US Created 156000 Jobs In August

Javier Howell
September 2, 2017

All in all, the report suggests the job market remains healthy even though the economy has grown at a sluggish 2.1 percent annual rate during the first six months of 2017.

The Labor Department reported that the economy created 156,000 new jobs last month, which was below the Reuters consensus for 180,000.

Workers saw their average hourly earnings increase by 3 cents, which tracks with the 2.5 percent rate of earnings growth that has prevailed all year.

Government economists who monitor unemployment say hurricane Harvey had "no discernable effect" on the unemployment figures because the data was collected before the storm struck.

The number of Americans working part-time for economic reasons fell by 27,000 to 5.26 million. Wages have risen 2.5% in the past 12 months, unchanged from July.

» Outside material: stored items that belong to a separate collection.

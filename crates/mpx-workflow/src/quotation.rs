//! Quotation manager: bids against an RFQ, acceptance (award) and rejection.

use chrono::{DateTime, Utc};
use mpx_notify::NotificationKind;
use mpx_schemas::{Actor, Order, Quotation, QuotationStatus, Rfq, RfqStatus, Role};
use mpx_store::Transaction;
use serde::Deserialize;
use serde_json::json;
use tracing::{debug, info};
use uuid::Uuid;

use crate::order::{new_order_from_acceptance, order_id_for};
use crate::rfq::{increment_quotation_count, load_rfq, mark_awarded};
use crate::{run_transaction, Workflow, WorkflowError};

/// A supplier's bid.
#[derive(Debug, Clone, Deserialize)]
#[serde(rename_all = "camelCase")]
pub struct Bid {
    pub price_micros: i64,
    pub currency: String,
    #[serde(default)]
    pub delivery_estimate: Option<String>,
    #[serde(default)]
    pub notes: Option<String>,
}

impl Bid {
    /// Check and normalize the bid; the currency comes back upper-cased.
    fn validated(&self) -> Result<Bid, WorkflowError> {
        if self.price_micros <= 0 {
            return Err(WorkflowError::validation("price must be positive"));
        }
        let currency = self.currency.trim();
        if currency.is_empty() {
            return Err(WorkflowError::validation("currency is required"));
        }
        if currency.len() != 3 || !currency.chars().all(|c| c.is_ascii_alphabetic()) {
            return Err(WorkflowError::validation(
                "currency must be a 3-letter ISO 4217 code",
            ));
        }
        Ok(Bid {
            price_micros: self.price_micros,
            currency: currency.to_ascii_uppercase(),
            delivery_estimate: non_blank(self.delivery_estimate.as_deref()),
            notes: non_blank(self.notes.as_deref()),
        })
    }
}

fn non_blank(s: Option<&str>) -> Option<String> {
    s.map(str::trim).filter(|s| !s.is_empty()).map(str::to_string)
}

pub struct QuotationManager<'a> {
    wf: &'a Workflow,
}

impl<'a> QuotationManager<'a> {
    pub(crate) fn new(wf: &'a Workflow) -> Self {
        Self { wf }
    }

    /// Submit a bid against an open RFQ.
    ///
    /// The quotation and the RFQ's `quotationCount` increment commit
    /// together or not at all.
    pub async fn submit(
        &self,
        rfq_id: &str,
        actor: &Actor,
        bid: &Bid,
        now: DateTime<Utc>,
    ) -> Result<Quotation, WorkflowError> {
        match actor.role {
            Role::Supplier => {}
            Role::Shipowner | Role::Admin => return Err(WorkflowError::Authorization),
        }
        let bid = bid.validated()?;
        let quotation_id = Uuid::new_v4().to_string();

        let (quotation, owner_id) =
            run_transaction(&self.wf.store, &self.wf.retry, "quotation.submit", |mut tx| {
                let bid = bid.clone();
                let quotation_id = quotation_id.clone();
                async move {
                    let mut rfq = load_rfq(&mut tx, rfq_id).await?;
                    if rfq.owner_id == actor.id {
                        return Err(WorkflowError::Authorization);
                    }
                    if rfq.status != RfqStatus::Open {
                        return Err(WorkflowError::invalid_state::<Rfq>(
                            rfq_id,
                            rfq.status,
                            "rfq is not open for quotations",
                        ));
                    }
                    if rfq.deadline_passed(now) {
                        return Err(WorkflowError::invalid_state::<Rfq>(
                            rfq_id,
                            rfq.status,
                            "rfq deadline has passed",
                        ));
                    }

                    let quotation = Quotation {
                        quotation_id,
                        rfq_id: rfq.rfq_id.clone(),
                        supplier_id: actor.id.clone(),
                        price_micros: bid.price_micros,
                        currency: bid.currency,
                        delivery_estimate: bid.delivery_estimate,
                        notes: bid.notes,
                        status: QuotationStatus::Pending,
                        rejection_reason: None,
                        created_at: now,
                        decided_at: None,
                    };
                    tx.create(&quotation)?;
                    increment_quotation_count(&mut tx, &mut rfq, now)?;
                    Ok((tx, (quotation, rfq.owner_id)))
                }
            })
            .await?;

        info!(
            quotation_id = %quotation.quotation_id,
            rfq_id = %quotation.rfq_id,
            supplier_id = %quotation.supplier_id,
            price_micros = quotation.price_micros,
            "quotation submitted"
        );
        self.wf.notifier.notify(
            &owner_id,
            NotificationKind::QuotationReceived,
            json!({
                "rfqId": quotation.rfq_id,
                "quotationId": quotation.quotation_id,
                "supplierId": quotation.supplier_id,
            }),
        );
        Ok(quotation)
    }

    /// Accept a pending quotation: award its RFQ and create the order, in
    /// one transaction.
    pub async fn accept(
        &self,
        quotation_id: &str,
        actor: &Actor,
        now: DateTime<Utc>,
    ) -> Result<Order, WorkflowError> {
        let order = run_transaction(&self.wf.store, &self.wf.retry, "quotation.accept", |mut tx| async move {
            let mut quotation = load_quotation(&mut tx, quotation_id).await?;
            let mut rfq = load_rfq(&mut tx, &quotation.rfq_id).await?;
            if actor.id != rfq.owner_id {
                return Err(WorkflowError::Authorization);
            }
            if quotation.status != QuotationStatus::Pending {
                return Err(WorkflowError::invalid_state::<Quotation>(
                    quotation_id,
                    quotation.status,
                    "only a pending quotation can be accepted",
                ));
            }
            if rfq.status != RfqStatus::Open {
                return Err(WorkflowError::invalid_state::<Rfq>(
                    &rfq.rfq_id,
                    rfq.status,
                    "rfq is not open for award",
                ));
            }
            let order_id = order_id_for(quotation_id);
            if tx.get::<Order>(&order_id).await?.is_some() {
                return Err(WorkflowError::invalid_state::<Quotation>(
                    quotation_id,
                    quotation.status,
                    "an order already exists for this quotation",
                ));
            }

            quotation.status = QuotationStatus::Accepted;
            quotation.decided_at = Some(now);
            tx.update(&quotation)?;
            mark_awarded(&mut tx, &mut rfq, quotation_id, now)?;
            let order = new_order_from_acceptance(&quotation, &rfq, actor, now)?;
            tx.create(&order)?;
            Ok((tx, order))
        })
        .await?;

        info!(
            quotation_id,
            rfq_id = %order.rfq_id,
            order_id = %order.order_id,
            "quotation accepted; order created"
        );
        self.wf.notifier.notify(
            &order.supplier_id,
            NotificationKind::QuotationAccepted,
            json!({
                "rfqId": order.rfq_id,
                "quotationId": order.quotation_id,
                "orderId": order.order_id,
            }),
        );
        Ok(order)
    }

    /// Reject one pending quotation. The RFQ is untouched.
    pub async fn reject(
        &self,
        quotation_id: &str,
        actor: &Actor,
        reason: Option<&str>,
        now: DateTime<Utc>,
    ) -> Result<Quotation, WorkflowError> {
        let reason = non_blank(reason);
        let quotation = run_transaction(&self.wf.store, &self.wf.retry, "quotation.reject", |mut tx| {
            let reason = reason.clone();
            async move {
                let mut quotation = load_quotation(&mut tx, quotation_id).await?;
                let rfq = load_rfq(&mut tx, &quotation.rfq_id).await?;
                if actor.id != rfq.owner_id {
                    return Err(WorkflowError::Authorization);
                }
                if quotation.status != QuotationStatus::Pending {
                    return Err(WorkflowError::invalid_state::<Quotation>(
                        quotation_id,
                        quotation.status,
                        "only a pending quotation can be rejected",
                    ));
                }
                reject_in_place(&mut quotation, reason, now);
                tx.update(&quotation)?;
                Ok((tx, quotation))
            }
        })
        .await?;

        info!(quotation_id, rfq_id = %quotation.rfq_id, "quotation rejected");
        self.notify_rejected(&quotation);
        Ok(quotation)
    }

    /// Reject every still-pending quotation of an RFQ that no longer takes
    /// bids (awarded, closed or cancelled). Returns the rejected quotations.
    pub async fn reject_remaining(
        &self,
        rfq_id: &str,
        actor: &Actor,
        reason: Option<&str>,
        now: DateTime<Utc>,
    ) -> Result<Vec<Quotation>, WorkflowError> {
        let reason = non_blank(reason);
        let rejected = run_transaction(
            &self.wf.store,
            &self.wf.retry,
            "quotation.reject_remaining",
            |mut tx| {
                let reason = reason.clone();
                async move {
                    let rfq = load_rfq(&mut tx, rfq_id).await?;
                    if actor.id != rfq.owner_id {
                        return Err(WorkflowError::Authorization);
                    }
                    if rfq.status == RfqStatus::Open {
                        return Err(WorkflowError::invalid_state::<Rfq>(
                            rfq_id,
                            rfq.status,
                            "rfq is still open; close, cancel or award it first",
                        ));
                    }
                    let mut rejected = Vec::new();
                    for mut q in tx.query::<Quotation>("rfqId", rfq_id).await? {
                        if q.status != QuotationStatus::Pending {
                            continue;
                        }
                        reject_in_place(&mut q, reason.clone(), now);
                        tx.update(&q)?;
                        rejected.push(q);
                    }
                    Ok((tx, rejected))
                }
            },
        )
        .await?;

        info!(rfq_id, rejected = rejected.len(), "remaining quotations rejected");
        for q in &rejected {
            self.notify_rejected(q);
        }
        Ok(rejected)
    }

    pub async fn get(&self, quotation_id: &str) -> Result<Quotation, WorkflowError> {
        debug!(quotation_id, "quotation get");
        let mut tx = self.wf.reader();
        load_quotation(&mut tx, quotation_id).await
    }

    /// Quotations of an RFQ in submission order.
    pub async fn list_for_rfq(&self, rfq_id: &str) -> Result<Vec<Quotation>, WorkflowError> {
        debug!(rfq_id, "quotation list");
        let mut tx = self.wf.reader();
        load_rfq(&mut tx, rfq_id).await?;
        let mut quotations = tx.query::<Quotation>("rfqId", rfq_id).await?;
        quotations.sort_by(|a, b| {
            a.created_at
                .cmp(&b.created_at)
                .then_with(|| a.quotation_id.cmp(&b.quotation_id))
        });
        Ok(quotations)
    }

    fn notify_rejected(&self, q: &Quotation) {
        self.wf.notifier.notify(
            &q.supplier_id,
            NotificationKind::QuotationRejected,
            json!({
                "rfqId": q.rfq_id,
                "quotationId": q.quotation_id,
                "reason": q.rejection_reason,
            }),
        );
    }
}

fn reject_in_place(q: &mut Quotation, reason: Option<String>, now: DateTime<Utc>) {
    q.status = QuotationStatus::Rejected;
    q.rejection_reason = reason;
    q.decided_at = Some(now);
}

pub(crate) async fn load_quotation(
    tx: &mut Transaction,
    quotation_id: &str,
) -> Result<Quotation, WorkflowError> {
    tx.get::<Quotation>(quotation_id)
        .await?
        .ok_or_else(|| WorkflowError::not_found::<Quotation>(quotation_id))
}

July's strong jobs report also revised down slightly, with nonfarm payrolls rising by 189,000 during the month, below the 209,000 that was initially reported by the BLS. Despite ostensibly tighter labour markets, wage growth has been stuck at 2.5% over the last 5 months, similar to the 2.6% average increase previous year.

The bottom line: The August report came in below the consensus forecast, and with significant downward revisions to June and July's report, the summer job market looks a bit cooler in retrospect.

All told, if current averages keep up, we're on track to see the USA economy add about 2.1 million jobs this calendar year, which isn't bad, but which would fall short of last year's totals. Professional and business services led the job gains, with 40,000. Average hourly earnings for non-farm payrolls rose three cents, to $26.39 per hour. The last time it was at 4.4% was 10 years ago, right before the start of the Great Recession.

In August, manufacturers, construction firms and health care providers account for more than half of all the hiring.

In a note to clients ahead of the report, Spencer Hill, an economist at Goldman Sachs, said he expected the report would show 160,000 jobs were created in August. There are further potential pitfalls ahead, as Washington faces a showdown over the debt ceiling, a statutory limit on how much money the U.S. can borrow that can only be increased by Congress, which could rattle markets, and delay action by the Fed.